● **Task statement**:
Would you copy the material below word for word, beginning with its first line and ending with the line that contains "let database_url = match"?

● **Given records**:
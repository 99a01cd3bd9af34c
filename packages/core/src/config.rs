use std::env;
use std::path::PathBuf;
use std::str::FromStr;
use std::time::Duration;

use sqlx::any::AnyConnectOptions;

use crate::cli::Cli;
use crate::db::DEFAULT_MAX_CONNECTIONS;
use crate::forecast::config::{DEFAULT_FETCH_LIMIT, DEFAULT_WINDOW_SIZE};

const DEFAULT_MODEL_PATH: &str = "model_lstm_volume.json";
const DEFAULT_SCALER_PATH: &str = "scaler_volume.json";
const DEFAULT_LOCATION: &str = "default";
const DEFAULT_PORT: u16 = 8000;
const DEFAULT_DB_PORT: u16 = 5432;
const DEFAULT_TIMEOUT_SECONDS: u64 = 10;

#[derive(Clone)]
pub struct Config {
    pub database_url: String,
    pub db_max_connections: u32,
    pub model_path: PathBuf,
    pub scaler_path: PathBuf,
    pub default_location: String,
    pub fetch_limit: usize,
    pub predict_timeout: Duration,
    pub api_port: u16,
}

impl Config {
    pub fn from_env() -> Result<Self, String> {
        Self::from_lookup(|key| env::var(key).ok())
    }

    /// Build the config from any key lookup. `from_env` passes the process
    /// environment; tests pass a map.
    pub fn from_lookup<F>(lookup: F) -> Result<Self, String>
    where
        F: Fn(&str) -> Option<String>,
    {
        let database_url = match lookup("DATABASE_URL") {
            Some(url) => url,
            None => {
                let host = lookup("DB_HOST").ok_or("DATABASE_URL or DB_HOST is required")?;
                let user = lookup("DB_USER").ok_or("DB_USER is required")?;
                let password = lookup("DB_PASSWORD").unwrap_or_default();
                let name = lookup("DB_NAME").ok_or("DB_NAME is required")?;
                let port = parse_or(&lookup, "DB_PORT", DEFAULT_DB_PORT)?;
                compose_postgres_url(&host, port, &name, &user, &password)?
            }
        };

        let db_max_connections = parse_or(&lookup, "DB_MAX_CONNECTIONS", DEFAULT_MAX_CONNECTIONS)?;
        if db_max_connections == 0 {
            return Err("DB_MAX_CONNECTIONS must be at least 1".to_string());
        }

        let fetch_limit = parse_or(&lookup, "FETCH_LIMIT", DEFAULT_FETCH_LIMIT)?;
        if fetch_limit < DEFAULT_WINDOW_SIZE {
            return Err(format!("FETCH_LIMIT must be at least {}", DEFAULT_WINDOW_SIZE));
        }

        let timeout_seconds = parse_or(&lookup, "PREDICT_TIMEOUT_SECONDS", DEFAULT_TIMEOUT_SECONDS)?;
        if timeout_seconds == 0 {
            return Err("PREDICT_TIMEOUT_SECONDS must be at least 1".to_string());
        }

        Ok(Self {
            database_url,
            db_max_connections,
            model_path: lookup("MODEL_PATH")
                .unwrap_or_else(|| DEFAULT_MODEL_PATH.to_string())
                .into(),
            scaler_path: lookup("SCALER_PATH")
                .unwrap_or_else(|| DEFAULT_SCALER_PATH.to_string())
                .into(),
            default_location: lookup("DEFAULT_LOCATION")
                .unwrap_or_else(|| DEFAULT_LOCATION.to_string()),
            fetch_limit,
            predict_timeout: Duration::from_secs(timeout_seconds),
            api_port: parse_or(&lookup, "API_PORT", DEFAULT_PORT)?,
        })
    }

    /// Apply CLI flags on top of the environment values.
    pub fn apply_cli(&mut self, cli: &Cli) {
        if let Some(url) = &cli.database_url {
            self.database_url = url.clone();
        }
        if let Some(path) = &cli.model_path {
            self.model_path = path.into();
        }
        if let Some(path) = &cli.scaler_path {
            self.scaler_path = path.into();
        }
        if let Some(port) = cli.port {
            self.api_port = port;
        }
        if let Some(location) = &cli.location {
            self.default_location = location.clone();
        }
    }
}

// The database URL may carry a password, so it is left out.
impl std::fmt::Debug for Config {
    fn fmt(&self, f: &mut std::fmt::Formatter<'_>) -> std::fmt::Result {
        f.debug_struct("Config")
            .field("db_max_connections", &self.db_max_connections)
            .field("model_path", &self.model_path)
            .field("scaler_path", &self.scaler_path)
            .field("default_location", &self.default_location)
            .field("fetch_limit", &self.fetch_limit)
            .field("predict_timeout", &self.predict_timeout)
            .field("api_port", &self.api_port)
            .finish()
    }
}

/// Credentials are set through the URL so reserved characters in them are
/// percent-encoded.
fn compose_postgres_url(
    host: &str,
    port: u16,
    name: &str,
    user: &str,
    password: &str,
) -> Result<String, String> {
    let mut options = AnyConnectOptions::from_str(&format!("postgres://{}:{}/{}", host, port, name))
        .map_err(|e| format!("DB_HOST, DB_PORT or DB_NAME is invalid: {}", e))?;
    options
        .database_url
        .set_username(user)
        .map_err(|_| "DB_USER is invalid".to_string())?;
    options
        .database_url
        .set_password(Some(password))
        .map_err(|_| "DB_PASSWORD is invalid".to_string())?;
    Ok(options.database_url.to_string())
}

fn parse_or<F, T>(lookup: &F, key: &str, default: T) -> Result<T, String>
where
    F: Fn(&str) -> Option<String>,
    T: std::str::FromStr,
{
    match lookup(key) {
        Some(raw) => raw
            .trim()
            .parse::<T>()
            .map_err(|_| format!("{} must be a valid number", key)),
        None => Ok(default),
    }
}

● **Reply to the task**:
repository 99a01cd3bd9af34c
filename packages/core/src/config.rs
use std::env;
use std::path::PathBuf;
use std::str::FromStr;
use std::time::Duration;

use sqlx::any::AnyConnectOptions;

use crate::cli::Cli;
use crate::db::DEFAULT_MAX_CONNECTIONS;
use crate::forecast::config::{DEFAULT_FETCH_LIMIT, DEFAULT_WINDOW_SIZE};

const DEFAULT_MODEL_PATH: &str = "model_lstm_volume.json";
const DEFAULT_SCALER_PATH: &str = "scaler_volume.json";
const DEFAULT_LOCATION: &str = "default";
const DEFAULT_PORT: u16 = 8000;
const DEFAULT_DB_PORT: u16 = 5432;
const DEFAULT_TIMEOUT_SECONDS: u64 = 10;

#[derive(Clone)]
pub struct Config {
    pub database_url: String,
    pub db_max_connections: u32,
    pub model_path: PathBuf,
    pub scaler_path: PathBuf,
    pub default_location: String,
    pub fetch_limit: usize,
    pub predict_timeout: Duration,
    pub api_port: u16,
}

impl Config {
    pub fn from_env() -> Result<Self, String> {
        Self::from_lookup(|key| env::var(key).ok())
    }

    /// Build the config from any key lookup. `from_env` passes the process
    /// environment; tests pass a map.
    pub fn from_lookup<F>(lookup: F) -> Result<Self, String>
    where
        F: Fn(&str) -> Option<String>,
    {
        let database_url = match lookup("DATABASE_URL") {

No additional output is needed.